• _YOUR INSTRUCTIONS_: Set down the records that follow in full and without changes.
------ RECORDS FOR THIS TASK ------
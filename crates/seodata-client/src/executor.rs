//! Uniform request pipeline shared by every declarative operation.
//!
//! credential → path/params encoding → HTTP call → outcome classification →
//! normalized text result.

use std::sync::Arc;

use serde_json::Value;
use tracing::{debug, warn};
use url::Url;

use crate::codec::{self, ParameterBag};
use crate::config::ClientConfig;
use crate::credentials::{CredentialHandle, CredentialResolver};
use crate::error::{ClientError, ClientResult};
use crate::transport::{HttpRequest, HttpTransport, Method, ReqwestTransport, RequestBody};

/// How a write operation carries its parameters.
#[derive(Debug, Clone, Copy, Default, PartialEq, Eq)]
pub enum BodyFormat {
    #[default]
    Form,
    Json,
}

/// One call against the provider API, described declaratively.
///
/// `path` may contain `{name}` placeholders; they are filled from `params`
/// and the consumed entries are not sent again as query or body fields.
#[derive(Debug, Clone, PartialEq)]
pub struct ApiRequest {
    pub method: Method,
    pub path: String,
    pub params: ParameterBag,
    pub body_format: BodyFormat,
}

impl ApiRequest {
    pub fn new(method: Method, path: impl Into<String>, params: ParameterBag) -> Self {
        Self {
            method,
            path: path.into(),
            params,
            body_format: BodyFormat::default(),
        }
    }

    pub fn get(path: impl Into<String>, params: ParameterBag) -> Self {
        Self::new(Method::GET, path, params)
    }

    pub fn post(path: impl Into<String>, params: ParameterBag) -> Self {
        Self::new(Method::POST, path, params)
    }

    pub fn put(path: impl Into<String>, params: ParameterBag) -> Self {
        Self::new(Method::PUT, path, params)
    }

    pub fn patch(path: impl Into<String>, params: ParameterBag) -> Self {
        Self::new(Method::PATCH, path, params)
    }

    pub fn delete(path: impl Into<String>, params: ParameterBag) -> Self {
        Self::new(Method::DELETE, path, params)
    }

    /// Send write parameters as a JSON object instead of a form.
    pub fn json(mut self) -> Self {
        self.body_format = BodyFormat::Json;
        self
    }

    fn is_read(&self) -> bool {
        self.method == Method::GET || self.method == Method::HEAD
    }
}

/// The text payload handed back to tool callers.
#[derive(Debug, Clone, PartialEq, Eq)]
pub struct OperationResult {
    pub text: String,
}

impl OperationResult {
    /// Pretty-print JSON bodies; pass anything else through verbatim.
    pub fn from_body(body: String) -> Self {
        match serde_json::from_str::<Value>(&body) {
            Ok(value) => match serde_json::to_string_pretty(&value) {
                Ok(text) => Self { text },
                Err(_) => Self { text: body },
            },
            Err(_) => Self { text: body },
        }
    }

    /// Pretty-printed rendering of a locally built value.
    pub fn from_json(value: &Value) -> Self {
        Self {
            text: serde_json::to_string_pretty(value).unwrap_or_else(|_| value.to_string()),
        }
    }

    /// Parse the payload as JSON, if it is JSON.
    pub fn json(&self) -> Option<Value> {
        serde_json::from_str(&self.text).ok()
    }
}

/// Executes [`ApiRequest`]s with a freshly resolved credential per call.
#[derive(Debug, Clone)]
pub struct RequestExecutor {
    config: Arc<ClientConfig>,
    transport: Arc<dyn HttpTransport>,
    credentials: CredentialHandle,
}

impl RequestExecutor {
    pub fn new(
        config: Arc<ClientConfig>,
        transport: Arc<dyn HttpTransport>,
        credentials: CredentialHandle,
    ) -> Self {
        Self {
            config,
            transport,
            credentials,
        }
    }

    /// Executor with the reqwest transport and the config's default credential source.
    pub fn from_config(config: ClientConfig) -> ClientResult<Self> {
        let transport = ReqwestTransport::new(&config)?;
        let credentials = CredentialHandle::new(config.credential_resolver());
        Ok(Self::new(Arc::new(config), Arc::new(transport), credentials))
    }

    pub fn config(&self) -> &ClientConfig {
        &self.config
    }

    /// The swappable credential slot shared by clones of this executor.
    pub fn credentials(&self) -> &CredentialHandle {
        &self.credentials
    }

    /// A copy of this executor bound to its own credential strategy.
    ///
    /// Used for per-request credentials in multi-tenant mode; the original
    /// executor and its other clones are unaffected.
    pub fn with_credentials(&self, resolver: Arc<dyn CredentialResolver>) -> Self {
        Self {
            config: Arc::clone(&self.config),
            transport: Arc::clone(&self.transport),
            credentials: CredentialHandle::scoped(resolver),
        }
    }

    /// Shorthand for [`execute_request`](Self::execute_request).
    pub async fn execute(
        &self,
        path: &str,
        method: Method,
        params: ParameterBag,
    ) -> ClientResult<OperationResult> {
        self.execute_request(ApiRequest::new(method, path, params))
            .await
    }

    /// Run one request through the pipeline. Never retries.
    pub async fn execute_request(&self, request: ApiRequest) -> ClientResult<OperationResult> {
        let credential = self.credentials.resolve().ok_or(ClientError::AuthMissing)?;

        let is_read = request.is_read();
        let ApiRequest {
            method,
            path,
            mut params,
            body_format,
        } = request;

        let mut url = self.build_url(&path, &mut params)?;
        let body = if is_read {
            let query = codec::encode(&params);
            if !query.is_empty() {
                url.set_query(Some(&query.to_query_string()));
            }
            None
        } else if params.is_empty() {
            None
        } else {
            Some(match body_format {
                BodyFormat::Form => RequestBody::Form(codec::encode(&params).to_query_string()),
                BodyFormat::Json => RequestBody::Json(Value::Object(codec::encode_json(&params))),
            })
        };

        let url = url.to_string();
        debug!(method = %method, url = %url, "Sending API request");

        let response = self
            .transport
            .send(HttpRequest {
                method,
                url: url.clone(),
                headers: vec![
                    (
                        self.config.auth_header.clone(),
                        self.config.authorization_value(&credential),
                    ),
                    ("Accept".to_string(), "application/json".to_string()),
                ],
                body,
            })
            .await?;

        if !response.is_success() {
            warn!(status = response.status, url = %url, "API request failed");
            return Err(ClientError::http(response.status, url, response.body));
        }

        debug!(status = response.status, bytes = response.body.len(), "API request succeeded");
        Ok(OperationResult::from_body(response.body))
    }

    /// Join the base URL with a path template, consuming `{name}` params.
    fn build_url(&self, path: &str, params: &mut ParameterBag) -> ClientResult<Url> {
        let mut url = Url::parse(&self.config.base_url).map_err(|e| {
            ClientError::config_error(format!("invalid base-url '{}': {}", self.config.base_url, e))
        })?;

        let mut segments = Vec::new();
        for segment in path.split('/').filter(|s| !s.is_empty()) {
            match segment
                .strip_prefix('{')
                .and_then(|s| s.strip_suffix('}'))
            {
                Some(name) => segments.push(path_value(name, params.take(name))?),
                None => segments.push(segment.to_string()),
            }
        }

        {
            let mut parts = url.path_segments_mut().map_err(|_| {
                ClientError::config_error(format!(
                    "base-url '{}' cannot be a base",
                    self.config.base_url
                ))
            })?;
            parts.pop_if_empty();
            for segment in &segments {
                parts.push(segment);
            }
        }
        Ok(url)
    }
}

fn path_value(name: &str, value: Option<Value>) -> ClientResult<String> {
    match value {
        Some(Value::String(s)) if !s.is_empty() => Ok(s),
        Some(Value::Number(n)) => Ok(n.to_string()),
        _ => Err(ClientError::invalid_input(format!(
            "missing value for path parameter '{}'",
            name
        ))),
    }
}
------
• _COMPLETED TASK_:
filename crates/seodata-client/src/executor.rs
//! Uniform request pipeline shared by every declarative operation.
//!
//! credential → path/params encoding → HTTP call → outcome classification →
//! normalized text result.

use std::sync::Arc;

use serde_json::Value;
use tracing::{debug, warn};
use url::Url;

use crate::codec::{self, ParameterBag};
use crate::config::ClientConfig;
use crate::credentials::{CredentialHandle, CredentialResolver};
use crate::error::{ClientError, ClientResult};
use crate::transport::{HttpRequest, HttpTransport, Method, ReqwestTransport, RequestBody};

/// How a write operation carries its parameters.
#[derive(Debug, Clone, Copy, Default, PartialEq, Eq)]
pub enum BodyFormat {
    #[default]
    Form,
    Json,
}

/// One call against the provider API, described declaratively.
///
/// `path` may contain `{name}` placeholders; they are filled from `params`
/// and the consumed entries are not sent again as query or body fields.
#[derive(Debug, Clone, PartialEq)]
pub struct ApiRequest {
    pub method: Method,
    pub path: String,
    pub params: ParameterBag,
    pub body_format: BodyFormat,
}

impl ApiRequest {
    pub fn new(method: Method, path: impl Into<String>, params: ParameterBag) -> Self {
        Self {
            method,
            path: path.into(),
            params,
            body_format: BodyFormat::default(),
        }
    }

    pub fn get(path: impl Into<String>, params: ParameterBag) -> Self {
        Self::new(Method::GET, path, params)
    }

    pub fn post(path: impl Into<String>, params: ParameterBag) -> Self {
        Self::new(Method::POST, path, params)
    }

    pub fn put(path: impl Into<String>, params: ParameterBag) -> Self {
        Self::new(Method::PUT, path, params)
    }

    pub fn patch(path: impl Into<String>, params: ParameterBag) -> Self {
        Self::new(Method::PATCH, path, params)
    }

    pub fn delete(path: impl Into<String>, params: ParameterBag) -> Self {
        Self::new(Method::DELETE, path, params)
    }

    /// Send write parameters as a JSON object instead of a form.
    pub fn json(mut self) -> Self {
        self.body_format = BodyFormat::Json;
        self
    }

    fn is_read(&self) -> bool {
        self.method == Method::GET || self.method == Method::HEAD
    }
}

/// The text payload handed back to tool callers.
#[derive(Debug, Clone, PartialEq, Eq)]
pub struct OperationResult {
    pub text: String,
}

impl OperationResult {
    /// Pretty-print JSON bodies; pass anything else through verbatim.
    pub fn from_body(body: String) -> Self {
        match serde_json::from_str::<Value>(&body) {
            Ok(value) => match serde_json::to_string_pretty(&value) {
                Ok(text) => Self { text },
                Err(_) => Self { text: body },
            },
            Err(_) => Self { text: body },
        }
    }

    /// Pretty-printed rendering of a locally built value.
    pub fn from_json(value: &Value) -> Self {
        Self {
            text: serde_json::to_string_pretty(value).unwrap_or_else(|_| value.to_string()),
        }
    }

    /// Parse the payload as JSON, if it is JSON.
    pub fn json(&self) -> Option<Value> {
        serde_json::from_str(&self.text).ok()
    }
}

/// Executes [`ApiRequest`]s with a freshly resolved credential per call.
#[derive(Debug, Clone)]
pub struct RequestExecutor {
    config: Arc<ClientConfig>,
    transport: Arc<dyn HttpTransport>,
    credentials: CredentialHandle,
}

impl RequestExecutor {
    pub fn new(
        config: Arc<ClientConfig>,
        transport: Arc<dyn HttpTransport>,
        credentials: CredentialHandle,
    ) -> Self {
        Self {
            config,
            transport,
            credentials,
        }
    }

    /// Executor with the reqwest transport and the config's default credential source.
    pub fn from_config(config: ClientConfig) -> ClientResult<Self> {
        let transport = ReqwestTransport::new(&config)?;
        let credentials = CredentialHandle::new(config.credential_resolver());
        Ok(Self::new(Arc::new(config), Arc::new(transport), credentials))
    }

    pub fn config(&self) -> &ClientConfig {
        &self.config
    }

    /// The swappable credential slot shared by clones of this executor.
    pub fn credentials(&self) -> &CredentialHandle {
        &self.credentials
    }

    /// A copy of this executor bound to its own credential strategy.
    ///
    /// Used for per-request credentials in multi-tenant mode; the original
    /// executor and its other clones are unaffected.
    pub fn with_credentials(&self, resolver: Arc<dyn CredentialResolver>) -> Self {
        Self {
            config: Arc::clone(&self.config),
            transport: Arc::clone(&self.transport),
            credentials: CredentialHandle::scoped(resolver),
        }
    }

    /// Shorthand for [`execute_request`](Self::execute_request).
    pub async fn execute(
        &self,
        path: &str,
        method: Method,
        params: ParameterBag,
    ) -> ClientResult<OperationResult> {
        self.execute_request(ApiRequest::new(method, path, params))
            .await
    }

    /// Run one request through the pipeline. Never retries.
    pub async fn execute_request(&self, request: ApiRequest) -> ClientResult<OperationResult> {
        let credential = self.credentials.resolve().ok_or(ClientError::AuthMissing)?;

        let is_read = request.is_read();
        let ApiRequest {
            method,
            path,
            mut params,
            body_format,
        } = request;

        let mut url = self.build_url(&path, &mut params)?;
        let body = if is_read {
            let query = codec::encode(&params);
            if !query.is_empty() {
                url.set_query(Some(&query.to_query_string()));
            }
            None
        } else if params.is_empty() {
            None
        } else {
            Some(match body_format {
                BodyFormat::Form => RequestBody::Form(codec::encode(&params).to_query_string()),
                BodyFormat::Json => RequestBody::Json(Value::Object(codec::encode_json(&params))),
            })
        };

        let url = url.to_string();
        debug!(method = %method, url = %url, "Sending API request");

        let response = self
            .transport
            .send(HttpRequest {
                method,
                url: url.clone(),
                headers: vec![
                    (
                        self.config.auth_header.clone(),
                        self.config.authorization_value(&credential),
                    ),
                    ("Accept".to_string(), "application/json".to_string()),
                ],
                body,
            })
            .await?;

        if !response.is_success() {
            warn!(status = response.status, url = %url, "API request failed");
            return Err(ClientError::http(response.status, url, response.body));
        }

        debug!(status = response.status, bytes = response.body.len(), "API request succeeded");
        Ok(OperationResult::from_body(response.body))
    }

    /// Join the base URL with a path template, consuming `{name}` params.
    fn build_url(&self, path: &str, params: &mut ParameterBag) -> ClientResult<Url> {
        let mut url = Url::parse(&self.config.base_url).map_err(|e| {
            ClientError::config_error(format!("invalid base-url '{}': {}", self.config.base_url, e))
        })?;

        let mut segments = Vec::new();
        for segment in path.split('/').filter(|s| !s.is_empty()) {
            match segment
                .strip_prefix('{')
                .and_then(|s| s.strip_suffix('}'))
            {
                Some(name) => segments.push(path_value(name, params.take(name))?),
                None => segments.push(segment.to_string()),
            }
        }

        {
            let mut parts = url.path_segments_mut().map_err(|_| {
                ClientError::config_error(format!(
                    "base-url '{}' cannot be a base",
                    self.config.base_url
                ))
            })?;
            parts.pop_if_empty();
            for segment in &segments {
                parts.push(segment);
            }
        }
        Ok(url)
    }
}

fn path_value(name: &str, value: Option<Value>) -> ClientResult<String> {
    match value {
        Some(Value::String(s)) if !s.is_empty() => Ok(s),
        Some(Value::Number(n)) => Ok(n.to_string()),
        _ => Err(ClientError::invalid_input(format!(
            "missing value for path parameter '{}'",
            name
        ))),
    }
}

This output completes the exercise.